Saved data entries
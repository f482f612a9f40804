// Copyright 2024-2026 Farlight Networks, LLC
//
// Licensed under the Apache License, Version 2.0 (the "License");
// you may not use this file except in compliance with the License.
// You may obtain a copy of the License at
//
//     http://www.apache.org/licenses/LICENSE-2.0
//
// Unless required by applicable law or agreed to in writing, software
// distributed under the License is distributed on an "AS IS" BASIS,
// WITHOUT WARRANTIES OR CONDITIONS OF ANY KIND, either express or implied.
// See the License for the specific language governing permissions and
// limitations under the License.

//! Stream framing.
//!
//! Messages are self-delimiting: the header's length field covers the
//! whole message, so a frame is complete once that many bytes have been
//! buffered. Datagram transports carry one message per datagram and can
//! bypass the reader entirely.

use crate::header::{RawHeader, HEADER_LEN};
use crate::DecodeError;
use bytes::{Bytes, BytesMut};

/// Reassembles complete messages from a byte stream.
///
/// Data can be appended in arbitrarily sized pieces as it arrives from the
/// socket; [`FrameReader::read_frame`] yields one message at a time.
#[derive(Debug, Default)]
pub struct FrameReader {
    buffer: BytesMut,
}

impl FrameReader {
    /// Creates a new frame reader.
    #[must_use]
    pub fn new() -> Self {
        Self {
            buffer: BytesMut::new(),
        }
    }

    /// Creates a new frame reader with the specified initial capacity.
    #[must_use]
    pub fn with_capacity(capacity: usize) -> Self {
        Self {
            buffer: BytesMut::with_capacity(capacity),
        }
    }

    /// Appends received bytes.
    pub fn extend(&mut self, data: &[u8]) {
        self.buffer.extend_from_slice(data);
    }

    /// Attempts to split off one complete message.
    ///
    /// Returns `Ok(Some(frame))` with the full message (header included),
    /// `Ok(None)` if more data is needed.
    ///
    /// # Errors
    ///
    /// Returns an error if the buffered header declares a length shorter
    /// than the header. The stream cannot be resynchronized after that.
    pub fn read_frame(&mut self) -> Result<Option<Bytes>, DecodeError> {
        if self.buffer.len() < HEADER_LEN {
            return Ok(None);
        }

        let header = RawHeader::parse(&self.buffer)?;
        let length = usize::from(header.length);
        if self.buffer.len() < length {
            return Ok(None);
        }

        Ok(Some(self.buffer.split_to(length).freeze()))
    }

    /// Returns the number of bytes currently buffered.
    #[must_use]
    pub fn buffered_len(&self) -> usize {
        self.buffer.len()
    }

    /// Returns true if the buffer is empty.
    #[must_use]
    pub fn is_empty(&self) -> bool {
        self.buffer.is_empty()
    }

    /// Discards all buffered bytes.
    pub fn clear(&mut self) {
        self.buffer.clear();
    }
}

#[cfg(test)]
mod tests {
    use super::*;

    fn echo(xid: u32, payload: &[u8]) -> Vec<u8> {
        let header = RawHeader {
            version: 0x04,
            type_code: 2,
            length: (HEADER_LEN + payload.len()) as u16,
            xid,
        };
        let mut out = header.to_bytes().to_vec();
        out.extend_from_slice(payload);
        out
    }

    #[test]
    fn single_frame() {
        let mut reader = FrameReader::new();
        reader.extend(&echo(1, b"ping"));

        let frame = reader
            .read_frame()
            .expect("read should succeed")
            .expect("frame should be complete");
        assert_eq!(frame.len(), 12);
        assert_eq!(&frame[8..], b"ping");
        assert!(reader.is_empty());
    }

    #[test]
    fn partial_frame() {
        let mut reader = FrameReader::new();
        let data = echo(7, b"hello world");

        reader.extend(&data[..5]);
        assert!(reader.read_frame().expect("read should succeed").is_none());

        reader.extend(&data[5..10]);
        assert!(reader.read_frame().expect("read should succeed").is_none());

        reader.extend(&data[10..]);
        let frame = reader
            .read_frame()
            .expect("read should succeed")
            .expect("frame should be complete");
        assert_eq!(&frame[..], &data[..]);
    }

    #[test]
    fn back_to_back_frames() {
        let mut reader = FrameReader::with_capacity(64);
        let mut data = echo(1, b"a");
        data.extend_from_slice(&echo(2, b""));
        data.extend_from_slice(&echo(3, b"ccc"));
        reader.extend(&data);

        let mut xids = Vec::new();
        while let Some(frame) = reader.read_frame().expect("read should succeed") {
            xids.push(RawHeader::parse(&frame).expect("header").xid);
        }
        assert_eq!(xids, vec![1, 2, 3]);
        assert_eq!(reader.buffered_len(), 0);
    }

    #[test]
    fn short_declared_length_is_fatal() {
        let mut reader = FrameReader::new();
        reader.extend(&[0x01, 0x00, 0x00, 0x02, 0, 0, 0, 0]);
        assert!(matches!(
            reader.read_frame(),
            Err(DecodeError::BadLength { length: 2, .. })
        ));
    }
}
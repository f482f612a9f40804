// Copyright 2024-2026 Farlight Networks, LLC
//
// Licensed under the Apache License, Version 2.0 (the "License");
// you may not use this file except in compliance with the License.
// You may obtain a copy of the License at
//
//     http://www.apache.org/licenses/LICENSE-2.0
//
// Unless required by applicable law or agreed to in writing, software
// distributed under the License is distributed on an "AS IS" BASIS,
// WITHOUT WARRANTIES OR CONDITIONS OF ANY KIND, either express or implied.
// See the License for the specific language governing permissions and
// limitations under the License.

//! Connection state machine states.
//!
//! Defines the lifecycle of one control connection, from the first link
//! event through the handshake to an established session.

/// Connection lifecycle state.
///
/// The connection progresses through these states:
/// ```text
/// Init ──► Connected ──► FeaturesReceived ──► ConfigReceived ──► Established
///  ▲           │                │       │            │                 │
///  │           │                │       └── 1.0 / auxiliary ──────────►│
///  │           ▼                ▼                    ▼                 ▼
///  └──────────────────────────── Disconnected ◄───────────────────────┘
/// ```
///
/// `ConfigReceived` covers the version-specific discovery steps: table
/// statistics on 1.2, table features followed by port descriptions on
/// 1.3.
#[derive(Debug, Clone, Copy, PartialEq, Eq, Hash, Default)]
pub enum ConnectionState {
    /// Waiting for a negotiated link.
    #[default]
    Init,
    /// Link up and version agreed; features request sent.
    Connected,
    /// Features reply received; config request sent.
    FeaturesReceived,
    /// Config reply received; discovery in progress.
    ConfigReceived,
    /// Handshake complete.
    Established,
    /// Link lost or handshake failed.
    Disconnected,
}

impl ConnectionState {
    /// Converts from u8 representation used in atomic storage.
    #[must_use]
    pub(crate) const fn from_u8(v: u8) -> Self {
        match v {
            0 => Self::Init,
            1 => Self::Connected,
            2 => Self::FeaturesReceived,
            3 => Self::ConfigReceived,
            4 => Self::Established,
            _ => Self::Disconnected,
        }
    }

    /// Returns true once the handshake has completed.
    #[must_use]
    pub const fn is_established(&self) -> bool {
        matches!(self, Self::Established)
    }

    /// Returns true while the handshake is running.
    #[must_use]
    pub const fn is_handshaking(&self) -> bool {
        matches!(
            self,
            Self::Connected | Self::FeaturesReceived | Self::ConfigReceived
        )
    }

    /// Returns true if the link was lost.
    #[must_use]
    pub const fn is_disconnected(&self) -> bool {
        matches!(self, Self::Disconnected)
    }

    /// Returns true if a transition to the target state is valid.
    #[must_use]
    #[allow(clippy::match_same_arms)] // Keep separate for documentation clarity
    pub const fn can_transition_to(&self, target: Self) -> bool {
        use ConnectionState::{
            ConfigReceived, Connected, Disconnected, Established, FeaturesReceived, Init,
        };

        match (*self, target) {
            // Handshake progression
            (Init, Connected) => true,
            (Connected, FeaturesReceived) => true,
            (FeaturesReceived, ConfigReceived) => true,
            (ConfigReceived, Established) => true,

            // 1.0 and auxiliary channels skip discovery
            (FeaturesReceived, Established) => true,

            // Link loss or handshake failure
            (Connected | FeaturesReceived | ConfigReceived | Established, Disconnected) => true,

            // Reconnect
            (Disconnected, Init) => true,

            _ => false,
        }
    }
}

impl std::fmt::Display for ConnectionState {
    fn fmt(&self, f: &mut std::fmt::Formatter<'_>) -> std::fmt::Result {
        match self {
            Self::Init => write!(f, "init"),
            Self::Connected => write!(f, "connected"),
            Self::FeaturesReceived => write!(f, "features-received"),
            Self::ConfigReceived => write!(f, "config-received"),
            Self::Established => write!(f, "established"),
            Self::Disconnected => write!(f, "disconnected"),
        }
    }
}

» WORK TO BE COMPLETED
Pull out all lines from the entries above in which the word "BytesMut" appears.

» RESULT
use bytes::{Bytes, BytesMut};
    buffer: BytesMut,
            buffer: BytesMut::new(),
            buffer: BytesMut::with_capacity(capacity),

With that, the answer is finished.